There’s more than one way to draw a map - lessons learned after the Google Maps SDK became unaffordable
2020-09-18, 10:35–11:15, Virtual

The Google Maps SDK: well-known, powerful, and extremely popular - and after July 2018, suddenly unaffordable. We needed to find an alternative for Django geospatial projects. This is the story of our search and what we found, and the lessons that we’d like to share from the experience. The good news is: we returned with new knowledge from our wanderings, and were able to migrate our existing projects successfully.


What would you do if the costs of an essential service in your project grew 14 times, literally overnight? That’s what we faced in 2018, when the Google changed the pricing structure for its Maps API. Suddenly, a viable project - a P2P platform for renting photo and video equipment - was no longer viable.

Naturally, the first thing we did was panic. So did our client. Then we reminded ourselves that despite its ubiquity, Google is not the only provider of online maps. We started our search for a suitable alternative, that would offer equivalent functionality and convenience for a Django application, at an affordable price.

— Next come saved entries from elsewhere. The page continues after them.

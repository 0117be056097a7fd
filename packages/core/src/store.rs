//! In-memory gas sample history.
//!
//! `HistoryStore` keeps one time-ordered window of `GasSample` values per
//! configured network. Each window is a `VecDeque` behind its own lock, so
//! writers for different networks never contend. Samples older than the
//! retention horizon are evicted lazily, on append and on read; a per-window
//! capacity bound evicts the oldest entry first when reached.
//!
//! Readers always receive copies, never references into a live window.

use std::collections::{BTreeMap, HashMap, VecDeque};
use std::sync::{Arc, Mutex};
use std::time::Duration;

use chrono::{DateTime, Utc};
use serde::{Deserialize, Serialize};

use crate::clock::Clock;
use crate::fees::types::{GasSample, Percentile};

/// Default maximum number of samples retained per network.
pub const DEFAULT_CAPACITY: usize = 10_000;

/// Current on-disk snapshot layout version.
pub const SNAPSHOT_VERSION: u32 = 1;

/// Serializable form of the whole store.
#[derive(Debug, Clone, PartialEq, Serialize, Deserialize)]
pub struct HistorySnapshot {
    pub version: u32,
    pub saved_at: DateTime<Utc>,
    pub networks: BTreeMap<String, Vec<GasSample>>,
}

/// Summary of one network's retained window at one percentile.
///
/// Fee figures are wei per gas.
#[derive(Debug, Clone, PartialEq, Serialize)]
pub struct WindowStats {
    pub network: String,
    pub count: usize,
    pub percentile: Percentile,
    pub min: u64,
    pub max: u64,
    pub avg: u64,
    pub oldest: DateTime<Utc>,
    pub newest: DateTime<Utc>,
}

pub struct HistoryStore {
    windows: HashMap<String, Mutex<VecDeque<GasSample>>>,
    retention: chrono::Duration,
    capacity: usize,
    clock: Arc<dyn Clock>,
}

impl HistoryStore {
    /// Create an empty window for each of `networks`.
    pub fn new<I>(networks: I, retention: Duration, clock: Arc<dyn Clock>) -> Self
    where
        I: IntoIterator<Item = String>,
    {
        Self {
            windows: networks
                .into_iter()
                .map(|key| (key, Mutex::new(VecDeque::new())))
                .collect(),
            retention: chrono::Duration::from_std(retention)
                .unwrap_or_else(|_| chrono::Duration::days(3650)),
            capacity: DEFAULT_CAPACITY,
            clock,
        }
    }

    pub fn with_capacity(mut self, capacity: usize) -> Self {
        self.capacity = capacity.max(1);
        self
    }

    /// Append a sample to its network's window.
    ///
    /// Returns `false` when the sample was dropped: unknown network, or a
    /// timestamp older than the newest retained sample.
    pub fn append(&self, sample: GasSample) -> bool {
        let Some(window) = self.windows.get(&sample.network) else {
            tracing::warn!(network = %sample.network, "Dropping sample for unknown network");
            return false;
        };
        let mut window = window.lock().unwrap_or_else(|e| e.into_inner());

        if let Some(newest) = window.back() {
            if sample.timestamp < newest.timestamp {
                tracing::warn!(
                    network = %sample.network,
                    sample_at = %sample.timestamp,
                    newest_at = %newest.timestamp,
                    "Dropping out-of-order sample"
                );
                return false;
            }
        }

        self.prune(&mut window);
        if window.len() >= self.capacity {
            window.pop_front();
        }
        window.push_back(sample);
        true
    }

    /// Copy of the retained window for `network`, oldest first.
    ///
    /// `None` for a network the store was not built with.
    pub fn window(&self, network: &str) -> Option<Vec<GasSample>> {
        let mut window = self.windows.get(network)?.lock().unwrap_or_else(|e| e.into_inner());
        self.prune(&mut window);
        Some(window.iter().cloned().collect())
    }

    /// The `n` most recent retained samples, oldest first.
    pub fn last_n(&self, network: &str, n: usize) -> Option<Vec<GasSample>> {
        let mut window = self.windows.get(network)?.lock().unwrap_or_else(|e| e.into_inner());
        self.prune(&mut window);
        let skip = window.len().saturating_sub(n);
        Some(window.iter().skip(skip).cloned().collect())
    }

    pub fn latest(&self, network: &str) -> Option<GasSample> {
        let mut window = self.windows.get(network)?.lock().unwrap_or_else(|e| e.into_inner());
        self.prune(&mut window);
        window.back().cloned()
    }

    /// Number of retained samples for `network` (0 when unknown).
    pub fn len(&self, network: &str) -> usize {
        self.windows
            .get(network)
            .map(|window| window.lock().unwrap_or_else(|e| e.into_inner()).len())
            .unwrap_or(0)
    }

    pub fn is_empty(&self) -> bool {
        self.windows
            .values()
            .all(|window| window.lock().unwrap_or_else(|e| e.into_inner()).is_empty())
    }

    pub fn contains(&self, network: &str) -> bool {
        self.windows.contains_key(network)
    }

    /// Configured network keys, sorted.
    pub fn networks(&self) -> Vec<String> {
        let mut keys: Vec<String> = self.windows.keys().cloned().collect();
        keys.sort();
        keys
    }

    /// Min/max/avg of the total fee at `percentile` over the retained window.
    ///
    /// `None` for an unknown network or an empty window.
    pub fn stats(
        &self,
        network: &str,
        percentile: Percentile,
        include_l1_surcharge: bool,
    ) -> Option<WindowStats> {
        let samples = self.window(network)?;
        let first = samples.first()?;
        let last = samples.last()?;

        let fees: Vec<u64> = samples
            .iter()
            .map(|sample| sample.fee_at(percentile, include_l1_surcharge))
            .collect();
        let sum: u128 = fees.iter().map(|fee| *fee as u128).sum();

        Some(WindowStats {
            network: network.to_string(),
            count: fees.len(),
            percentile,
            min: fees.iter().copied().min().unwrap_or(0),
            max: fees.iter().copied().max().unwrap_or(0),
            avg: (sum / fees.len() as u128) as u64,
            oldest: first.timestamp,
            newest: last.timestamp,
        })
    }

    /// Copy every window into a serializable snapshot.
    pub fn snapshot(&self) -> HistorySnapshot {
        let networks = self
            .windows
            .keys()
            .filter_map(|key| self.window(key).map(|samples| (key.clone(), samples)))
            .collect();
        HistorySnapshot {
            version: SNAPSHOT_VERSION,
            saved_at: self.clock.now(),
            networks,
        }
    }

    /// Merge persisted samples still inside the retention horizon.
    ///
    /// Unknown networks, expired samples, and samples dated after the
    /// current clock are discarded. Returns the number of samples the
    /// windows grew by.
    pub fn restore(&self, snapshot: HistorySnapshot) -> usize {
        let now = self.clock.now();
        let cutoff = now - self.retention;
        let mut restored = 0;

        for (key, samples) in snapshot.networks {
            let Some(window) = self.windows.get(&key) else {
                tracing::warn!(network = %key, "Ignoring snapshot data for unconfigured network");
                continue;
            };

            let total = samples.len();
            let fresh: Vec<GasSample> = samples
                .into_iter()
                .filter(|sample| sample.network == key && sample.timestamp >= cutoff)
                .filter(|sample| sample.timestamp <= now)
                .collect();
            if fresh.len() < total {
                tracing::debug!(
                    network = %key,
                    discarded = total - fresh.len(),
                    "Skipped expired or future-dated snapshot samples"
                );
            }
            if fresh.is_empty() {
                continue;
            }

            let mut window = window.lock().unwrap_or_else(|e| e.into_inner());
            let before = window.len();
            let mut merged: Vec<GasSample> = window.drain(..).chain(fresh).collect();
            merged.sort_by_key(|sample| (sample.timestamp, sample.block_number));
            merged.dedup_by(|a, b| a.timestamp == b.timestamp && a.block_number == b.block_number);

            let skip = merged.len().saturating_sub(self.capacity);
            window.extend(merged.into_iter().skip(skip));
            self.prune(&mut window);
            restored += window.len().saturating_sub(before);
        }

        restored
    }

    fn prune(&self, window: &mut VecDeque<GasSample>) {
        let cutoff = self.clock.now() - self.retention;
        while window.front().is_some_and(|oldest| oldest.timestamp < cutoff) {
            window.pop_front();
        }
    }
}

Our application had a number of demands: we needed accurate geodata, geolocation, disambiguation of similar or identical place-names, and the ability to manage and display many thousands of geolocated items. The frontend needed to handle this smoothly and performantly, with features such as clusterification in order to provide a responsive experience in the user’s web browser.

We found our solution in HERE Maps, but along the way, we researched several options in depth (OpenStreetMap, MapBox, TomTom and others) all from the point of view of the Django developer.

We’ll present our overview of these options and their various advantages, giving an up-to-date snapshot of some of the main candidates for Django mapping integration in 2020. We’ll show that not only is Google not the only option, it’s not even always the best.

We learned that the criteria for choosing a good mapping service are not always the obvious ones, and that choices made on the basis of smaller or test projects sometimes don’t scale well. Now that we know what to look for when presented with the options, we’d like to share tips that will benefit any Django developer facing a similar choice, and reveal some of the hidden traps we discovered along the way.

We’ll also describe how we adapted to HERE Maps, our new tool, and the work we had to undertake to replace some of the functionality provided in Google’s API; our findings will help other Python/Django developers adopt HERE Maps in the future.

In all, we hope that our experience will turn out to be an entertaining story for the audience, a valuable guide to other Djangonauts who need a new map - and a reminder that Google is not the only option.